『100回で甲子園100勝!』 熱く燃える古豪・平安の夏
今大会は100回の節目。春を合わせると190回になる。出場回数トップは龍谷大平安(京都)の73回(春40、夏33)。勝利数トップは中京大中京(愛知)の133勝だ。平安は勝ち星では中京に次ぐ2位で、99勝。100勝の大台に王手をかけている。一昨年のセンバツで99勝目を挙げて以来、今春までの4大会、平安は甲子園に姿を見せていない。センバツの解説で甲子園を訪れた際、原田英彦監督(58)は、「夏は命がけでやります」と話していた。それほどまでにこの夏に懸ける思いは強い。
センバツ出場の乙訓と大一番
京都大会準々決勝の相手はセンバツ出場の乙訓。秋、春とも直接対決こそないが、京都では公式戦全勝の難敵で、組み合わせが決まった段階で、「事実上の決勝」と言われていた。両校とも満を持してエースを起用してきた。
初回、平安は、乙訓のエース川畑大地(3年)に対し、内野安打が出たものの、アウトはすべて三振という不安なスタート。その裏、平安のエース小寺智也(3年)は、1、2番の連打で無死1、2塁とピンチを招く。しかし小寺は相手にバントを許さず、中軸を力で抑えて流れを渡さなかった。
序盤から相手エースを攻略
2回、相手の失策などで1死1、3塁とすると、小寺の二ゴロで三塁走者が好スタートを切り生還。相手のスキをつく平安らしい試合巧者ぶりを発揮して先制する。3回には1死1塁から3番・松本渉(3年)が右中間を深々と破って加点すると、4番・松田憲之朗(3年=主将)が三塁線を鋭く破り、3-0。小寺は低目の変化球のキレがよく、4回まで3安打6三振と付け入るスキを与えず、平安が完全に主導権を握った。
5回には打者一巡でまさかのコールド
5回、松本の左翼線三塁打でまたも好機を迎えた平安は、1死後、5番・馬場友翔(3年)からの4連打に相手失策も絡んで、試合を一方的にした。
攻撃が一巡したところで、乙訓の市川靖久監督(35)は、秋の主戦だった左腕・富山太樹(3年)をマウンドへ送った。
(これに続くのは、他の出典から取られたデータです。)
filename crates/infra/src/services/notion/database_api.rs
use crate::services::RowSourceError;
use digestly_domain::{CellValue, DigestRow};
use reqwest::{Client, StatusCode};
use serde::{Deserialize, Serialize};
use serde_json::{Map, Value};
use tracing::error;

const NOTION_API_BASE_URL: &str = "https://api.notion.com/v1";
const NOTION_API_VERSION: &str = "2022-06-28";

pub struct NotionDatabasesApi {
    client: Client,
}

#[derive(Debug, Serialize)]
struct QueryDatabaseRequest {
    page_size: usize,
}

#[derive(Debug, Deserialize)]
struct QueryDatabaseResponse {
    results: Vec<NotionPage>,
}

#[derive(Debug, Deserialize)]
struct NotionPage {
    #[serde(default)]
    properties: Map<String, Value>,
}

impl NotionDatabasesApi {
    pub fn new() -> Self {
        Self {
            client: Client::new(),
        }
    }

    pub async fn query_database(
        &self,
        database_id: &str,
        credential: &str,
        page_size: usize,
    ) -> Result<Vec<DigestRow>, RowSourceError> {
        let url = format!("{}/databases/{}/query", NOTION_API_BASE_URL, database_id);
        let res = self
            .client
            .post(&url)
            .header("authorization", format!("Bearer {}", credential))
            .header("Notion-Version", NOTION_API_VERSION)
            .json(&QueryDatabaseRequest { page_size })
            .send()
            .await
            .map_err(|e| {
                error!(
                    "[Network Error] Notion database query error. Error message: {:?}",
                    e
                );
                RowSourceError::SourceUnavailable(e.to_string())
            })?;

        match res.status() {
            StatusCode::UNAUTHORIZED | StatusCode::FORBIDDEN => {
                return Err(RowSourceError::CredentialInvalid)
            }
            status if !status.is_success() => {
                return Err(RowSourceError::SourceUnavailable(format!(
                    "Notion API responded with status {}",
                    status
                )))
            }
            _ => {}
        }

        let body: QueryDatabaseResponse = res.json().await.map_err(|e| {
            error!(
                "[Unexpected Response] Notion database query error. Error message: {:?}",
                e
            );
            RowSourceError::SourceUnavailable(e.to_string())
        })?;

        Ok(body
            .results
            .iter()
            .map(|page| flatten_page_properties(&page.properties))
            .collect())
    }
}

fn plain_text_of_first(prop: &Value, field: &str) -> CellValue {
    match prop[field]
        .as_array()
        .and_then(|arr| arr.first())
        .and_then(|item| item["plain_text"].as_str())
    {
        Some(text) => CellValue::Text(text.to_string()),
        None => CellValue::Empty,
    }
}

fn joined_names(prop: &Value, field: &str) -> CellValue {
    let names: Vec<&str> = prop[field]
        .as_array()
        .map(|arr| {
            arr.iter()
                .filter_map(|item| item["name"].as_str().or_else(|| item["id"].as_str()))
                .collect()
        })
        .unwrap_or_default();
    CellValue::Text(names.join(", "))
}

fn string_field(prop: &Value, field: &str) -> CellValue {
    match prop[field].as_str() {
        Some(s) => CellValue::Text(s.to_string()),
        None => CellValue::Empty,
    }
}

/// Reduces one page's property map to flat scalar cells. Every known
/// property type yields a string or number, anything unrecognized or
/// malformed falls back to an empty cell.
pub(crate) fn flatten_page_properties(properties: &Map<String, Value>) -> DigestRow {
    let mut row = DigestRow::new();
    for (key, prop) in properties {
        let value = match prop["type"].as_str() {
            Some("title") => plain_text_of_first(prop, "title"),
            Some("rich_text") => plain_text_of_first(prop, "rich_text"),
            Some("select") => string_field(&prop["select"], "name"),
            Some("multi_select") => joined_names(prop, "multi_select"),
            Some("number") => match prop["number"].as_f64() {
                Some(n) => CellValue::Number(n),
                None => CellValue::Empty,
            },
            Some("checkbox") => match prop["checkbox"].as_bool() {
                Some(true) => CellValue::Text("Yes".to_string()),
                Some(false) => CellValue::Text("No".to_string()),
                None => CellValue::Empty,
            },
            Some("date") => string_field(&prop["date"], "start"),
            Some("people") => joined_names(prop, "people"),
            Some("email") => string_field(prop, "email"),
            Some("url") => string_field(prop, "url"),
            Some("phone_number") => string_field(prop, "phone_number"),
            _ => CellValue::Empty,
        };
        row.insert(key.clone(), value);
    }
    row
}

#[cfg(test)]
mod tests {
    use super::*;
    use serde_json::json;

    fn props(value: Value) -> Map<String, Value> {
        value.as_object().unwrap().clone()
    }

    #[test]
    fn flattens_title_and_rich_text() {
        let row = flatten_page_properties(&props(json!({
            "Name": { "type": "title", "title": [{ "plain_text": "Task 1" }] },
            "Notes": { "type": "rich_text", "rich_text": [{ "plain_text": "hello" }] },
            "EmptyTitle": { "type": "title", "title": [] },
        })));

        assert_eq!(row.get("Name"), Some(&CellValue::Text("Task 1".into())));
        assert_eq!(row.get("Notes"), Some(&CellValue::Text("hello".into())));
        assert_eq!(row.get("EmptyTitle"), Some(&CellValue::Empty));
    }

    #[test]
    fn flattens_selects_and_people() {
        let row = flatten_page_properties(&props(json!({
            "Status": { "type": "select", "select": { "name": "Doing" } },
            "Tags": { "type": "multi_select", "multi_select": [
                { "name": "a" }, { "name": "b" }
            ]},
            "Owners": { "type": "people", "people": [
                { "name": "Ada" }, { "id": "user-2" }
            ]},
        })));

        assert_eq!(row.get("Status"), Some(&CellValue::Text("Doing".into())));
        assert_eq!(row.get("Tags"), Some(&CellValue::Text("a, b".into())));
        assert_eq!(row.get("Owners"), Some(&CellValue::Text("Ada, user-2".into())));
    }

    #[test]
    fn flattens_scalars() {
        let row = flatten_page_properties(&props(json!({
            "Count": { "type": "number", "number": 42 },
            "NoCount": { "type": "number", "number": null },
            "Done": { "type": "checkbox", "checkbox": true },
            "NotDone": { "type": "checkbox", "checkbox": false },
            "When": { "type": "date", "date": { "start": "2024-05-01" } },
            "Mail": { "type": "email", "email": "a@b.com" },
            "Link": { "type": "url", "url": null },
        })));

        assert_eq!(row.get("Count"), Some(&CellValue::Number(42.0)));
        assert_eq!(row.get("NoCount"), Some(&CellValue::Empty));
        assert_eq!(row.get("Done"), Some(&CellValue::Text("Yes".into())));
        assert_eq!(row.get("NotDone"), Some(&CellValue::Text("No".into())));
        assert_eq!(row.get("When"), Some(&CellValue::Text("2024-05-01".into())));
        assert_eq!(row.get("Mail"), Some(&CellValue::Text("a@b.com".into())));
        assert_eq!(row.get("Link"), Some(&CellValue::Empty));
    }

    #[test]
    fn unknown_property_shapes_fall_back_to_empty() {
        let row = flatten_page_properties(&props(json!({
            "Weird": { "type": "rollup", "rollup": { "number": 3 } },
            "Broken": { "no_type": true },
        })));

        assert_eq!(row.get("Weird"), Some(&CellValue::Empty));
        assert_eq!(row.get("Broken"), Some(&CellValue::Empty));
    }

    #[test]
    fn preserves_property_order() {
        let row = flatten_page_properties(&props(json!({
            "Zeta": { "type": "checkbox", "checkbox": true },
            "Alpha": { "type": "number", "number": 1 },
        })));
        let keys: Vec<_> = row.keys().collect();
        assert_eq!(keys, vec!["Zeta", "Alpha"]);
    }
}
use super::IScheduleRepo;
use crate::repos::shared::{inmemory_repo::*, repo::DeleteResult};
use digestly_domain::{Schedule, ScheduleStatus, ID};

pub struct InMemoryScheduleRepo {
    schedules: std::sync::Mutex<Vec<Schedule>>,
}

impl InMemoryScheduleRepo {
    pub fn new() -> Self {
        Self {
            schedules: std::sync::Mutex::new(Vec::new()),
        }
    }
}

#[async_trait::async_trait]
impl IScheduleRepo for InMemoryScheduleRepo {
    async fn insert(&self, schedule: &Schedule) -> anyhow::Result<()> {
        insert(schedule, &self.schedules);
        Ok(())
    }

    async fn save(&self, schedule: &Schedule) -> anyhow::Result<()> {
        save(schedule, &self.schedules);
        Ok(())
    }

    async fn find(&self, schedule_id: &ID) -> Option<Schedule> {
        find(schedule_id, &self.schedules)
    }

    async fn find_by_user(&self, user_id: &ID) -> Vec<Schedule> {
        let mut schedules = find_by(&self.schedules, |schedule| schedule.user_id == *user_id);
        schedules.sort_by(|a, b| b.created_at.cmp(&a.created_at));
        schedules
    }

    async fn find_active_by_user(&self, user_id: &ID) -> Vec<Schedule> {
        find_by(&self.schedules, |schedule| {
            schedule.user_id == *user_id && schedule.status == ScheduleStatus::Active
        })
    }

    async fn list_due_candidates(&self) -> Vec<Schedule> {
        find_by(&self.schedules, |schedule| {
            schedule.status == ScheduleStatus::Active
        })
    }

    async fn set_status(&self, schedule_id: &ID, status: ScheduleStatus) -> anyhow::Result<()> {
        update_many(
            &self.schedules,
            |schedule| schedule.id == *schedule_id,
            |schedule| schedule.status = status,
        );
        Ok(())
    }

    async fn pause_all_for_user(&self, user_id: &ID) -> anyhow::Result<u64> {
        let changed = update_many(
            &self.schedules,
            |schedule| {
                schedule.user_id == *user_id && schedule.status != ScheduleStatus::Paused
            },
            |schedule| schedule.status = ScheduleStatus::Paused,
        );
        Ok(changed)
    }

    async fn delete(&self, schedule_id: &ID) -> Option<Schedule> {
        delete(schedule_id, &self.schedules)
    }

    async fn delete_by_user(&self, user_id: &ID) -> anyhow::Result<DeleteResult> {
        let res = delete_by(&self.schedules, |schedule| schedule.user_id == *user_id);
        Ok(res)
    }
}
pub mod entity;
pub mod validation;
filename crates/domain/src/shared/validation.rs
/// Validates that the given string looks like an email address.
/// Intentionally permissive: one `@`, a non-empty local part and a
/// domain with at least one dot that is not at the edges.
pub fn is_valid_email(email: &str) -> bool {
    let mut parts = email.split('@');
    let local = match parts.next() {
        Some(l) if !l.is_empty() => l,
        _ => return false,
    };
    let domain = match parts.next() {
        Some(d) if !d.is_empty() => d,
        _ => return false,
    };
    if parts.next().is_some() {
        return false;
    }
    if !local
        .chars()
        .all(|c| c.is_ascii_alphanumeric() || "._%+-".contains(c))
    {
        return false;
    }
    if !domain
        .chars()
        .all(|c| c.is_ascii_alphanumeric() || ".-".contains(c))
    {
        return false;
    }
    match domain.rfind('.') {
        Some(idx) => idx > 0 && domain.len() - idx > 2,
        None => false,
    }
}

#[cfg(test)]
mod tests {
    use super::*;

    #[test]
    fn accepts_common_addresses() {
        assert!(is_valid_email("user@example.com"));
        assert!(is_valid_email("first.last+tag@sub.example.org"));
    }

    #[test]
    fn rejects_malformed_addresses() {
        assert!(!is_valid_email(""));
        assert!(!is_valid_email("no-at-sign.com"));
        assert!(!is_valid_email("@example.com"));
        assert!(!is_valid_email("user@"));
        assert!(!is_valid_email("user@nodot"));
        assert!(!is_valid_email("user@example.c"));
        assert!(!is_valid_email("a@b@c.com"));
    }
}
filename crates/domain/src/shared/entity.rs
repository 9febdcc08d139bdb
use serde::{Deserialize, Serialize};
use std::fmt::Display;
use std::str::FromStr;
use thiserror::Error;
use uuid::Uuid;

pub trait Entity {
    fn id(&self) -> &ID;
    fn eq(&self, other: &Self) -> bool {
        self.id() == other.id()
    }
}

/// Unique identifier for all domain entities
#[derive(Debug, Clone, PartialEq, Eq, PartialOrd, Ord, Hash, Serialize, Deserialize)]
#[serde(transparent)]
pub struct ID(Uuid);

impl ID {
    pub fn new() -> Self {
        Self(Uuid::new_v4())
    }

    pub fn as_string(&self) -> String {
        self.0.to_string()
    }

    pub fn inner_ref(&self) -> &Uuid {
        &self.0
    }
}

impl From<Uuid> for ID {
    fn from(uuid: Uuid) -> Self {
        Self(uuid)
    }
}

impl Default for ID {
    fn default() -> Self {
        Self::new()
    }
}

impl Display for ID {
    fn fmt(&self, f: &mut std::fmt::Formatter<'_>) -> std::fmt::Result {
        write!(f, "{}", self.0)
    }
}

#[derive(Error, Debug)]
pub enum InvalidIDError {
    #[error("ID: {0} is malformed")]
    Malformed(String),
}

impl FromStr for ID {
    type Err = InvalidIDError;

    fn from_str(s: &str) -> Result<Self, Self::Err> {
        Uuid::parse_str(s)
            .map(Self)
            .map_err(|_| InvalidIDError::Malformed(s.to_string()))
    }
}
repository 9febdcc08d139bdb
mod create_user;
mod get_user;

use actix_web::web;
use create_user::create_user_controller;
use get_user::get_user_controller;

pub fn configure_routes(cfg: &mut web::ServiceConfig) {
    cfg.route("/user", web::post().to(create_user_controller));
    cfg.route("/user/{user_id}", web::get().to(get_user_controller));
}
use digestly_domain::{Frequency, SubscriptionTier, TierPlan};
use serde::{Deserialize, Serialize};

#[derive(Debug, Serialize, Deserialize, Clone)]
#[serde(rename_all = "camelCase")]
pub struct SubscriptionDTO {
    pub tier: SubscriptionTier,
    /// -1 means unlimited
    pub max_digests: i64,
    pub allowed_frequencies: Vec<Frequency>,
    pub custom_templates: bool,
    pub active_digests: usize,
}

impl SubscriptionDTO {
    pub fn new(plan: TierPlan, active_digests: usize) -> Self {
        Self {
            tier: plan.tier,
            max_digests: plan.max_digests.as_i64(),
            allowed_frequencies: plan.allowed_frequencies,
            custom_templates: plan.custom_templates,
            active_digests,
        }
    }
}
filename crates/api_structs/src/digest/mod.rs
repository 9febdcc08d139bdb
pub mod api;
pub mod dtos;
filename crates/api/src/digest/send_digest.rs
use super::dispatch::{dispatch_schedule, DispatchResult};
use crate::error::DigestlyError;
use crate::shared::auth::protect_admin_route;
use crate::shared::usecase::{execute, UseCase};
use actix_web::{web, HttpRequest, HttpResponse};
use digestly_api_structs::send_digest::{APIResponse, PathParams};
use digestly_domain::ID;
use digestly_infra::DigestlyContext;

pub async fn send_digest_controller(
    http_req: HttpRequest,
    path_params: web::Path<PathParams>,
    ctx: web::Data<DigestlyContext>,
) -> Result<HttpResponse, DigestlyError> {
    protect_admin_route(&http_req, &ctx)?;

    let usecase = SendDigestUseCase {
        user_id: path_params.user_id.clone(),
        schedule_id: path_params.schedule_id.clone(),
    };

    execute(usecase, &ctx)
        .await
        .map(|result| {
            HttpResponse::Ok().json(APIResponse {
                result: result.into_dto(),
            })
        })
        .map_err(DigestlyError::from)
}

/// Immediate one-off dispatch of a single schedule, due or not. Paused
/// schedules can be triggered too, the owner asked for it explicitly.
#[derive(Debug)]
pub struct SendDigestUseCase {
    pub user_id: ID,
    pub schedule_id: ID,
}

#[derive(Debug)]
pub enum UseCaseError {
    NotFound(ID),
}

impl From<UseCaseError> for DigestlyError {
    fn from(e: UseCaseError) -> Self {
        match e {
            UseCaseError::NotFound(schedule_id) => Self::NotFound(format!(
                "The schedule with id: {}, was not found.",
                schedule_id
            )),
        }
    }
}

#[async_trait::async_trait(?Send)]
impl UseCase for SendDigestUseCase {
    type Response = DispatchResult;

    type Error = UseCaseError;

    const NAME: &'static str = "SendDigest";

    async fn execute(&mut self, ctx: &DigestlyContext) -> Result<Self::Response, Self::Error> {
        let schedule = match ctx.repos.schedules.find(&self.schedule_id).await {
            Some(schedule) if schedule.user_id == self.user_id => schedule,
            _ => return Err(UseCaseError::NotFound(self.schedule_id.clone())),
        };

        Ok(dispatch_schedule(&schedule, ctx).await)
    }
}
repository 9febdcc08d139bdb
use serde::{Deserialize, Serialize};
use std::fmt::Display;

pub const DIGEST_EMAIL_SUBJECT: &str = "Your Notion Database Digest";

/// A flattened scalar cell. The row source reduces every external
/// property shape to one of these, with `Empty` as the fallback for
/// anything unrecognized or malformed.
#[derive(Debug, Clone, PartialEq, Serialize, Deserialize)]
#[serde(untagged)]
pub enum CellValue {
    Text(String),
    Number(f64),
    Empty,
}

impl Display for CellValue {
    fn fmt(&self, f: &mut std::fmt::Formatter<'_>) -> std::fmt::Result {
        match self {
            Self::Text(s) => write!(f, "{}", s),
            Self::Number(n) => {
                if n.fract() == 0.0 && n.is_finite() {
                    write!(f, "{}", *n as i64)
                } else {
                    write!(f, "{}", n)
                }
            }
            Self::Empty => Ok(()),
        }
    }
}

/// One flattened row of the external database. Cells keep the order in
/// which the source listed its properties, since the first row's key
/// order defines the table columns.
#[derive(Debug, Clone, Default, PartialEq)]
pub struct DigestRow {
    cells: Vec<(String, CellValue)>,
}

impl DigestRow {
    pub fn new() -> Self {
        Self::default()
    }

    pub fn insert(&mut self, key: impl Into<String>, value: CellValue) {
        self.cells.push((key.into(), value));
    }

    pub fn get(&self, key: &str) -> Option<&CellValue> {
        self.cells
            .iter()
            .find(|(k, _)| k == key)
            .map(|(_, v)| v)
    }

    pub fn keys(&self) -> impl Iterator<Item = &str> {
        self.cells.iter().map(|(k, _)| k.as_str())
    }
}

impl<K: Into<String>> std::iter::FromIterator<(K, CellValue)> for DigestRow {
    fn from_iter<I: IntoIterator<Item = (K, CellValue)>>(iter: I) -> Self {
        Self {
            cells: iter.into_iter().map(|(k, v)| (k.into(), v)).collect(),
        }
    }
}

fn escape_html(value: &str) -> String {
    value
        .replace('&', "&amp;")
        .replace('<', "&lt;")
        .replace('>', "&gt;")
        .replace('"', "&quot;")
        .replace('\'', "&#x27;")
}

/// Renders rows as the digest email's HTML table.
///
/// The column set is taken from the keys of the first row, and every
/// later row is rendered against exactly those columns: missing keys
/// become empty cells and extra keys are dropped. An empty row set
/// renders a "no data" placeholder instead of an empty table shell.
pub fn render_digest_table(rows: &[DigestRow]) -> String {
    let first = match rows.first() {
        Some(first) => first,
        None => return "<p>No data found.</p>".to_string(),
    };
    let columns: Vec<&str> = first.keys().collect();

    let header = columns
        .iter()
        .map(|col| format!("<th>{}</th>", escape_html(col)))
        .collect::<String>();

    let body = rows
        .iter()
        .map(|row| {
            let cells = columns
                .iter()
                .map(|col| {
                    let value = row
                        .get(col)
                        .map(|v| v.to_string())
                        .unwrap_or_default();
                    format!("<td>{}</td>", escape_html(&value))
                })
                .collect::<String>();
            format!("<tr>{}</tr>", cells)
        })
        .collect::<String>();

    format!(
        "<table border=\"1\" cellpadding=\"6\" cellspacing=\"0\" \
         style=\"border-collapse:collapse;font-family:sans-serif;font-size:14px;\">\
         <thead><tr>{}</tr></thead><tbody>{}</tbody></table>",
        header, body
    )
}

#[cfg(test)]
mod tests {
    use super::*;

    fn row(cells: Vec<(&str, CellValue)>) -> DigestRow {
        cells.into_iter().collect()
    }

    #[test]
    fn empty_rows_render_placeholder() {
        assert_eq!(render_digest_table(&[]), "<p>No data found.</p>");
    }

    #[test]
    fn first_row_defines_columns() {
        let rows = vec![
            row(vec![
                ("a", CellValue::Number(1.0)),
                ("b", CellValue::Number(2.0)),
            ]),
            row(vec![("a", CellValue::Number(3.0))]),
        ];
        let html = render_digest_table(&rows);

        assert!(html.contains("<thead><tr><th>a</th><th>b</th></tr></thead>"));
        assert!(html.contains("<tr><td>1</td><td>2</td></tr>"));
        // Second row has no `b`, rendered as an empty cell
        assert!(html.contains("<tr><td>3</td><td></td></tr>"));
    }

    #[test]
    fn extra_keys_in_later_rows_are_dropped() {
        let rows = vec![
            row(vec![("a", CellValue::Text("x".into()))]),
            row(vec![
                ("a", CellValue::Text("y".into())),
                ("b", CellValue::Text("dropped".into())),
            ]),
        ];
        let html = render_digest_table(&rows);
        assert!(!html.contains("dropped"));
        assert!(!html.contains("<th>b</th>"));
    }

    #[test]
    fn cell_text_is_escaped() {
        let rows = vec![row(vec![(
            "name",
            CellValue::Text("<script>alert('x')</script>".into()),
        )])];
        let html = render_digest_table(&rows);
        assert!(!html.contains("<script>"));
        assert!(html.contains("&lt;script&gt;"));
    }

    #[test]
    fn number_cells_render_like_the_source() {
        assert_eq!(CellValue::Number(42.0).to_string(), "42");
        assert_eq!(CellValue::Number(1.5).to_string(), "1.5");
        assert_eq!(CellValue::Empty.to_string(), "");
    }

    #[test]
    fn row_preserves_insertion_order() {
        let row = row(vec![
            ("z", CellValue::Empty),
            ("a", CellValue::Empty),
            ("m", CellValue::Empty),
        ]);
        let keys: Vec<_> = row.keys().collect();
        assert_eq!(keys, vec!["z", "a", "m"]);
    }
}
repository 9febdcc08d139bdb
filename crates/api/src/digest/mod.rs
mod dispatch;
pub mod run_due_digests;
mod send_digest;

use actix_web::web;
use run_due_digests::run_due_digests_controller;
use send_digest::send_digest_controller;

pub fn configure_routes(cfg: &mut web::ServiceConfig) {
    cfg.route("/digests/run", web::get().to(run_due_digests_controller));
    cfg.route(
        "/user/{user_id}/schedule/{schedule_id}/send",
        web::post().to(send_digest_controller),
    );
}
「相手の気迫がすごく、ウチの選手たちが飲まれてしまった」と市川監督が振り返るほど平安の攻撃はすさまじく、富山に対しても松田の犠飛と馬場の適時打で一挙8得点。今大会注目の一戦は11-0という意外な大差。5回コールドで平安の圧勝に終わった。
「オレも一緒に戦う」と指揮官
最大のライバルを完膚なきまでに圧倒しても、原田監督に笑顔はなかった。
実力ナンバーワンと言われながらも、秋、春と府下で不覚をとっている。この日も差が開いても最後まで大きな声を出し続け、スキを見せなかった。「川畑君の真っすぐを狙うよう指示したが、打者がよく対処した。3年生の意地でしょう」と選手をたたえ、「小寺は、この1年の積み重ねの成果が出た。3年生とは一日でも長くやりたい。『オレも一緒に戦う』と選手にも言っている」と流れ出る汗をぬぐいながら話す指揮官の声はかすれていた。
次戦は東山と古豪対決
準決勝の相手は、京都で古豪として知られる東山に決まった。前チームはセンバツが懸かった秋に敗れ、今チームは直近の春の府大会で敗れている。
足立景司監督(27)が、「流れの中で1点でも多く取って粘り強く戦いたい」と話すように、得意の投手継投と堅守で接戦に持ち込まれると、平安が苦戦する可能性もある。昨年は平安の最大のライバルと目され、東山に完勝したあと、決勝で落とし穴が待っていた。京都成章との決勝で、3回までに12点を奪われ甲子園を逃した。乙訓という難敵を破っても、「ひとつひとつ」と原田監督が慎重になるのもうなづける。4月、偉大なOBである衣笠祥雄氏(享年71)が死去した。わかさスタジアムの正面入り口には、氏のパネルとともに高校時代のユニフォームも飾られている。生地は違っても「HEIAN」の胸のマークは変わっていない。京都大会の開会式では、松田が選手宣誓をする幸運にも恵まれた。モチベーションは高まるばかりだ。
「100回大会で甲子園100勝」。古豪・平安は大いなる野望を胸に、熱い夏を戦っている。